> Task instructions
Transcribe the full listing below exactly.
[Given entries — start]
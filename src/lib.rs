pub mod authz;
pub mod config;
pub mod credentials;
pub mod db;
pub mod errors;
pub mod initializer;
pub mod models;
pub(crate) mod store;

// Re-export commonly used items for embedders and tests
pub use authz::{AccessControlContext, SessionState};
pub use config::EngineConfig;
pub use credentials::PasswordCredentials;
pub use errors::{AccessError, AccessResult};
pub use initializer::initialize;
pub use models::permission::{
    DomainCreatePermission, DomainPermission, PermissionName, ResourceCreatePermission, ResourcePermission,
    SystemPermission,
};
pub use models::resource::{Resource, ResourceClassInfo};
[Given entries — finish]
> Response area
filename src/lib.rs
pub mod authz;
pub mod config;
pub mod credentials;
pub mod db;
pub mod errors;
pub mod initializer;
pub mod models;
pub(crate) mod store;

// Re-export commonly used items for embedders and tests
pub use authz::{AccessControlContext, SessionState};
pub use config::EngineConfig;
pub use credentials::PasswordCredentials;
pub use errors::{AccessError, AccessResult};
pub use initializer::initialize;
pub use models::permission::{
    DomainCreatePermission, DomainPermission, PermissionName, ResourceCreatePermission, ResourcePermission,
    SystemPermission,
};
pub use models::resource::{Resource, ResourceClassInfo};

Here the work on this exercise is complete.